« La décision de traiter ou de ne pas traiter un patient en prévention primaire est très complexe, explique le Dr André Carpentier, endocrinologue au Centre hospitalier universitaire de Sherbrooke et porte-parole de la Fondation des maladies du cœur du Québec. Pour nous aider, nous disposons de modèles qui permettent de prédire un risque d’accident cardiovasculaire sur 10 ans, par exemple. On considère que lorsqu’une personne a 20 % et plus de risque global sur cette période, elle est à haut risque, et si son taux de cholestérol LDL est supérieur à 2 millimoles par litre de sang (mmol/L), nous la traitons. Dans le cas des personnes à bas risque [en dessous de 10 % sur 10 ans], nous préconisons un traitement à partir de 5 mmol/L. Pour les personnes à risque modéré [entre 10 et 19 % sur 10 ans], nous recommandons un traitement dès 3,5 mmol/L. »

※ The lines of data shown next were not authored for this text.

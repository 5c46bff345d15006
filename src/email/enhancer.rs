//! Description enhancer (component H, base spec §4.8): retroactively
//! improves weak shipment descriptions by re-extracting from linked emails,
//! and backfills missing email<->shipment links from recorded tracking
//! numbers.

use std::io::Read;
use std::sync::Arc;

use flate2::read::GzDecoder;
use rocket_okapi::okapi::schemars::JsonSchema;
use serde::Serialize;

use crate::email::extractor::{self, EmailContent, LlmHook};
use crate::models::ProcessedEmail;
use crate::store;
use crate::store::StoreError;

pub struct DescriptionEnhancer {
    pool: sqlx::PgPool,
    llm_hook: Option<Arc<dyn LlmHook>>,
}

/// What `enhance` changed, or would change under `dry_run`.
#[derive(Debug, Clone, Serialize, JsonSchema)]
pub struct EnhancementPreview {
    pub shipment_id: i32,
    pub old_description: String,
    pub new_description: String,
}

impl DescriptionEnhancer {
    pub fn new(pool: sqlx::PgPool, llm_hook: Option<Arc<dyn LlmHook>>) -> Self {
        Self { pool, llm_hook }
    }

    /// Runs over shipments with weak descriptions (or a single shipment, if
    /// given), writing `UpdateDescription` unless `dry_run` is set.
    pub async fn enhance(
        &self,
        shipment_id: Option<i32>,
        limit: i64,
        dry_run: bool,
    ) -> Result<Vec<EnhancementPreview>, StoreError> {
        let candidates = match shipment_id {
            Some(id) => vec![store::shipments::get_by_id(&self.pool, id).await?],
            None => store::shipments::get_shipments_with_poor_descriptions(&self.pool, limit).await?,
        };

        let mut previews = Vec::new();

        for shipment in candidates {
            let emails = store::emails::get_emails_for_tracking_number(&self.pool, &shipment.tracking_number)
                .await?;

            let Some(email) = select_best_email(&emails) else {
                continue;
            };

            let plain_text = reconstruct_plain_text(email);
            let content = EmailContent {
                from: &email.from_address,
                subject: &email.subject,
                plain_text: &plain_text,
                html_text: email.body_html.as_deref().unwrap_or(""),
            };

            let extracted = extractor::extract(&content, self.llm_hook.as_deref()).await;
            let Some(info) = extracted
                .iter()
                .find(|i| i.number == shipment.tracking_number && !i.description.is_empty())
            else {
                continue;
            };

            if info.description == shipment.description {
                continue;
            }

            previews.push(EnhancementPreview {
                shipment_id: shipment.id,
                old_description: shipment.description.clone(),
                new_description: info.description.clone(),
            });

            if !dry_run {
                store::shipments::update_description(&self.pool, shipment.id, &info.description).await?;
            }
        }

        Ok(previews)
    }

    /// Scans every email with recorded tracking numbers and creates any
    /// email<->shipment links that are missing (idempotent).
    pub async fn associate_emails_with_shipments(&self) -> Result<usize, StoreError> {
        let emails = store::emails::get_emails_with_tracking_numbers(&self.pool).await?;
        let mut created = 0usize;

        for email in emails {
            let Some(numbers) = email.tracking_numbers.as_array() else {
                continue;
            };

            for number in numbers {
                let Some(number) = number.as_str() else { continue };
                let Some(shipment) = store::shipments::get_by_tracking_number(&self.pool, number).await? else {
                    continue;
                };

                store::links::link_email_to_shipment(
                    &self.pool,
                    email.id,
                    shipment.id,
                    "automatic",
                    number,
                    "enhancer",
                )
                .await?;
                created += 1;
            }
        }

        Ok(created)
    }
}

/// Prioritizes an Amazon shipping/delivery subject, then any shipping-related
/// subject, else the most recent email that has content (base spec §4.8).
fn select_best_email(emails: &[ProcessedEmail]) -> Option<&ProcessedEmail> {
    let with_content: Vec<&ProcessedEmail> = emails.iter().filter(|e| e.has_content).collect();
    if with_content.is_empty() {
        return None;
    }

    let amazon_shipping = with_content.iter().find(|e| {
        e.from_address.to_lowercase().contains("amazon.com")
            && is_shipping_subject(&e.subject)
    });
    if let Some(email) = amazon_shipping {
        return Some(email);
    }

    if let Some(email) = with_content.iter().find(|e| is_shipping_subject(&e.subject)) {
        return Some(email);
    }

    with_content.into_iter().max_by_key(|e| e.date)
}

fn is_shipping_subject(subject: &str) -> bool {
    let lower = subject.to_lowercase();
    ["shipped", "shipment", "tracking", "delivered", "out for delivery"]
        .iter()
        .any(|t| lower.contains(t))
}

fn reconstruct_plain_text(email: &ProcessedEmail) -> String {
    if let Some(text) = &email.body_text {
        return text.clone();
    }
    let Some(compressed) = &email.body_compressed else {
        return String::new();
    };
    let mut decoder = GzDecoder::new(compressed.as_slice());
    let mut out = String::new();
    match decoder.read_to_string(&mut out) {
        Ok(_) => out,
        Err(_) => String::new(),
    }
}
//! Bearer-token guard for the admin surface (base spec §6: "Requires
//! bearer-token auth (constant-time compare)"). Grounded on
//! `auth::guards::RequireAdmin`'s request-guard shape, simplified from a
//! JWT/role lookup to a single shared-secret comparison against
//! `ADMIN_API_KEY`.

use rocket::http::Status;
use rocket::request::{FromRequest, Outcome};
use rocket::{Request, State};
use subtle::ConstantTimeEq;

use crate::config::TrackerConfig;

#[derive(Debug, Clone, Copy)]
pub struct AdminAuthError;

pub struct AdminUser;

#[rocket::async_trait]
impl<'r> FromRequest<'r> for AdminUser {
    type Error = AdminAuthError;

    async fn from_request(request: &'r Request<'_>) -> Outcome<Self, Self::Error> {
        let Some(config) = request.guard::<&State<TrackerConfig>>().await.succeeded() else {
            return Outcome::Failure((Status::InternalServerError, AdminAuthError));
        };

        let Some(expected) = &config.admin_api_key else {
            return Outcome::Failure((Status::ServiceUnavailable, AdminAuthError));
        };

        let Some(token) = bearer_token(request) else {
            return Outcome::Failure((Status::Unauthorized, AdminAuthError));
        };

        if constant_time_eq(token, expected) {
            Outcome::Success(AdminUser)
        } else {
            Outcome::Failure((Status::Unauthorized, AdminAuthError))
        }
    }
}

fn bearer_token<'r>(request: &'r Request<'_>) -> Option<&'r str> {
    let header = request.headers().get_one("Authorization")?;
    let mut parts = header.splitn(2, ' ');
    let scheme = parts.next()?;
    let token = parts.next()?;
    (scheme.eq_ignore_ascii_case("Bearer") && !token.is_empty()).then_some(token)
}

fn constant_time_eq(a: &str, b: &str) -> bool {
    a.len() == b.len() && a.as_bytes().ct_eq(b.as_bytes()).into()
}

D’après les nouvelles lignes directrices de la Société canadienne de cardiologie (SCC) adoptées en 2009, tout patient affichant des signes d’athérosclérose – l’épaississement de la paroi des artères –, quel que soit son âge, de même que la plupart des adultes diabétiques d’âge moyen doivent être considérés comme ayant un risque élevé.

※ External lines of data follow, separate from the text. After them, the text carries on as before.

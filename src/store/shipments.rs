//! Shipment repository (base spec §4.1, "Shipments:" operation list).

use chrono::{DateTime, Utc};
use serde_json::json;
use sqlx::{PgPool, Postgres, Transaction};

use crate::models::{CreateShipmentRequest, Shipment, ShipmentStats};
use crate::store::StoreError;

/// The pattern `GetShipmentsWithPoorDescriptions` matches, spelled out in
/// base spec §9 ("Weak descriptions"): empty, exactly `"Package from "`, or
/// `"Package from <anything>"`.
const WEAK_DESCRIPTION_SQL: &str =
    "(description = '' OR description = 'Package from ' OR description LIKE 'Package from %')";

pub async fn create(pool: &PgPool, req: &CreateShipmentRequest) -> Result<Shipment, StoreError> {
    if req.tracking_number.trim().is_empty() {
        return Err(StoreError::Conflict("tracking_number must not be empty".into()));
    }

    let row = sqlx::query_as::<_, Shipment>(
        r#"
        INSERT INTO shipments (
            tracking_number, carrier, description, status, is_delivered,
            amazon_order_number, is_amazon_logistics
        )
        VALUES ($1, $2, $3, 'pending', false, $4, false)
        RETURNING *
        "#,
    )
    .bind(&req.tracking_number)
    .bind(&req.carrier)
    .bind(&req.description)
    .bind(&req.amazon_order_number)
    .fetch_one(pool)
    .await
    .map_err(|e| match &e {
        sqlx::Error::Database(db_err) if db_err.is_unique_violation() => {
            StoreError::Conflict(format!(
                "tracking number {} already exists",
                req.tracking_number
            ))
        }
        _ => StoreError::Db(e),
    })?;

    Ok(row)
}

pub async fn get_by_id(pool: &PgPool, id: i32) -> Result<Shipment, StoreError> {
    sqlx::query_as::<_, Shipment>("SELECT * FROM shipments WHERE id = $1")
        .bind(id)
        .fetch_one(pool)
        .await
        .map_err(|e| StoreError::from_sqlx(e, format!("shipment {id} not found")))
}

pub async fn get_by_tracking_number(
    pool: &PgPool,
    tracking_number: &str,
) -> Result<Option<Shipment>, StoreError> {
    sqlx::query_as::<_, Shipment>("SELECT * FROM shipments WHERE tracking_number = $1")
        .bind(tracking_number)
        .fetch_optional(pool)
        .await
        .map_err(StoreError::Db)
}

pub async fn get_all(pool: &PgPool) -> Result<Vec<Shipment>, StoreError> {
    sqlx::query_as::<_, Shipment>("SELECT * FROM shipments ORDER BY created_at DESC")
        .fetch_all(pool)
        .await
        .map_err(StoreError::Db)
}

pub async fn get_active_by_carrier(pool: &PgPool, carrier: &str) -> Result<Vec<Shipment>, StoreError> {
    sqlx::query_as::<_, Shipment>(
        "SELECT * FROM shipments WHERE carrier = $1 AND is_delivered = false ORDER BY created_at DESC",
    )
    .bind(carrier)
    .fetch_all(pool)
    .await
    .map_err(StoreError::Db)
}

/// Shipments eligible for the automatic refresh supervisor: not delivered,
/// auto-refresh enabled, under the failure threshold, and created after
/// `cutoff` (base spec §4.1).
pub async fn get_active_for_auto_update(
    pool: &PgPool,
    carrier: &str,
    cutoff: DateTime<Utc>,
    fail_threshold: i32,
) -> Result<Vec<Shipment>, StoreError> {
    sqlx::query_as::<_, Shipment>(
        r#"
        SELECT * FROM shipments
        WHERE carrier = $1
          AND is_delivered = false
          AND auto_refresh_enabled = true
          AND auto_refresh_fail_count < $2
          AND created_at > $3
        ORDER BY created_at ASC
        "#,
    )
    .bind(carrier)
    .bind(fail_threshold)
    .bind(cutoff)
    .fetch_all(pool)
    .await
    .map_err(StoreError::Db)
}

pub async fn update(pool: &PgPool, shipment: &Shipment) -> Result<Shipment, StoreError> {
    update_tx(&mut *pool.begin().await.map_err(StoreError::Db)?, shipment).await
}

async fn update_tx(
    tx: &mut Transaction<'_, Postgres>,
    shipment: &Shipment,
) -> Result<Shipment, StoreError> {
    let row = sqlx::query_as::<_, Shipment>(
        r#"
        UPDATE shipments SET
            description = $2, status = $3, is_delivered = $4, expected_delivery = $5,
            delegated_carrier = $6, delegated_tracking_number = $7, is_amazon_logistics = $8,
            auto_refresh_enabled = $9, updated_at = now()
        WHERE id = $1
        RETURNING *
        "#,
    )
    .bind(shipment.id)
    .bind(&shipment.description)
    .bind(&shipment.status)
    .bind(shipment.is_delivered)
    .bind(shipment.expected_delivery)
    .bind(&shipment.delegated_carrier)
    .bind(&shipment.delegated_tracking_number)
    .bind(shipment.is_amazon_logistics)
    .bind(shipment.auto_refresh_enabled)
    .fetch_one(&mut **tx)
    .await
    .map_err(|e| StoreError::from_sqlx(e, format!("shipment {} not found", shipment.id)))?;

    Ok(row)
}

pub async fn update_description(
    pool: &PgPool,
    id: i32,
    description: &str,
) -> Result<(), StoreError> {
    let result = sqlx::query(
        "UPDATE shipments SET description = $2, updated_at = now() WHERE id = $1",
    )
    .bind(id)
    .bind(description)
    .execute(pool)
    .await
    .map_err(StoreError::Db)?;

    if result.rows_affected() == 0 {
        return Err(StoreError::NotFound(format!("shipment {id} not found")));
    }
    Ok(())
}

pub async fn update_refresh_tracking(pool: &PgPool, id: i32) -> Result<(), StoreError> {
    sqlx::query(
        r#"
        UPDATE shipments SET
            last_manual_refresh = now(),
            manual_refresh_count = manual_refresh_count + 1,
            updated_at = now()
        WHERE id = $1
        "#,
    )
    .bind(id)
    .execute(pool)
    .await
    .map_err(StoreError::Db)?;
    Ok(())
}

pub async fn update_auto_refresh_tracking(
    pool: &PgPool,
    id: i32,
    success: bool,
    error_msg: Option<&str>,
) -> Result<(), StoreError> {
    update_auto_refresh_tracking_tx(&mut *pool.begin().await.map_err(StoreError::Db)?, id, success, error_msg)
        .await?;
    Ok(())
}

async fn update_auto_refresh_tracking_tx(
    tx: &mut Transaction<'_, Postgres>,
    id: i32,
    success: bool,
    error_msg: Option<&str>,
) -> Result<(), StoreError> {
    if success {
        sqlx::query(
            r#"
            UPDATE shipments SET
                last_auto_refresh = now(),
                auto_refresh_count = auto_refresh_count + 1,
                auto_refresh_fail_count = 0,
                auto_refresh_error = NULL,
                updated_at = now()
            WHERE id = $1
            "#,
        )
        .bind(id)
        .execute(&mut **tx)
        .await
    } else {
        sqlx::query(
            r#"
            UPDATE shipments SET
                auto_refresh_fail_count = auto_refresh_fail_count + 1,
                auto_refresh_error = $2,
                updated_at = now()
            WHERE id = $1
            "#,
        )
        .bind(id)
        .bind(error_msg)
        .execute(&mut **tx)
        .await
    }
    .map_err(StoreError::Db)?;

    Ok(())
}

/// Atomically updates the shipment row and its auto-refresh bookkeeping in
/// one transaction (base spec §4.1, §8 invariant 6 and scenario S8).
pub async fn update_shipment_with_auto_refresh(
    pool: &PgPool,
    shipment: &Shipment,
    success: bool,
    error_msg: Option<&str>,
) -> Result<Shipment, StoreError> {
    let mut tx = pool.begin().await.map_err(StoreError::Db)?;
    let updated = update_tx(&mut tx, shipment).await?;
    update_auto_refresh_tracking_tx(&mut tx, shipment.id, success, error_msg).await?;
    tx.commit().await.map_err(StoreError::Db)?;
    Ok(updated)
}

pub async fn reset_auto_refresh_fail_count(pool: &PgPool, id: i32) -> Result<(), StoreError> {
    let result = sqlx::query(
        "UPDATE shipments SET auto_refresh_fail_count = 0, auto_refresh_error = NULL, updated_at = now() WHERE id = $1",
    )
    .bind(id)
    .execute(pool)
    .await
    .map_err(StoreError::Db)?;

    if result.rows_affected() == 0 {
        return Err(StoreError::NotFound(format!("shipment {id} not found")));
    }
    Ok(())
}

/// Deletes a shipment; events, links and the cache row cascade via FK.
pub async fn delete(pool: &PgPool, id: i32) -> Result<(), StoreError> {
    let result = sqlx::query("DELETE FROM shipments WHERE id = $1")
        .bind(id)
        .execute(pool)
        .await
        .map_err(StoreError::Db)?;

    if result.rows_affected() == 0 {
        return Err(StoreError::NotFound(format!("shipment {id} not found")));
    }
    Ok(())
}

/// `limit == 0` means unbounded, per base spec §4.1.
pub async fn get_shipments_with_poor_descriptions(
    pool: &PgPool,
    limit: i64,
) -> Result<Vec<Shipment>, StoreError> {
    let query = format!(
        "SELECT * FROM shipments WHERE {WEAK_DESCRIPTION_SQL} ORDER BY created_at ASC{}",
        if limit > 0 { " LIMIT $1" } else { "" }
    );

    let rows = if limit > 0 {
        sqlx::query_as::<_, Shipment>(&query)
            .bind(limit)
            .fetch_all(pool)
            .await
    } else {
        sqlx::query_as::<_, Shipment>(&query).fetch_all(pool).await
    }
    .map_err(StoreError::Db)?;

    Ok(rows)
}

/// `GetStats` (base spec §4.1): shipment counts plus a per-carrier breakdown.
pub async fn get_stats(pool: &PgPool) -> Result<ShipmentStats, StoreError> {
    let (total, active, delivered): (i64, i64, i64) = sqlx::query_as(
        r#"
        SELECT
            COUNT(*),
            COUNT(*) FILTER (WHERE is_delivered = false),
            COUNT(*) FILTER (WHERE is_delivered = true)
        FROM shipments
        "#,
    )
    .fetch_one(pool)
    .await
    .map_err(StoreError::Db)?;

    let rows: Vec<(String, i64)> =
        sqlx::query_as("SELECT carrier, COUNT(*) FROM shipments GROUP BY carrier")
            .fetch_all(pool)
            .await
            .map_err(StoreError::Db)?;

    let mut map = serde_json::Map::new();
    for (carrier, count) in rows {
        map.insert(carrier, json!(count));
    }

    Ok(ShipmentStats {
        total_shipments: total,
        active_shipments: active,
        delivered_shipments: delivered,
        shipments_by_carrier: serde_json::Value::Object(map),
    })
}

Les personnes qui souffrent d’obésité abdominale, d’affection inflammatoire auto-immune chronique, de néphropathie chronique ou qui ont des antécédents familiaux de maladie cardiovasculaire précoce sont également plus à risque que la population générale.
Par ailleurs, la SCC recommande « chez les patients à risque élevé, et maintenant chez les patients à risque modéré » nécessitant un traitement, un taux de cholestérol LDL inférieur à 2 mmol/L ou une réduction de plus de 50 % de leur taux initial de LDL.
Selon l’Agence de la santé publique du Canada, 90 % des adultes présentent au moins un facteur de risque de maladie cardiaque et 40 % en présentent trois ou plus.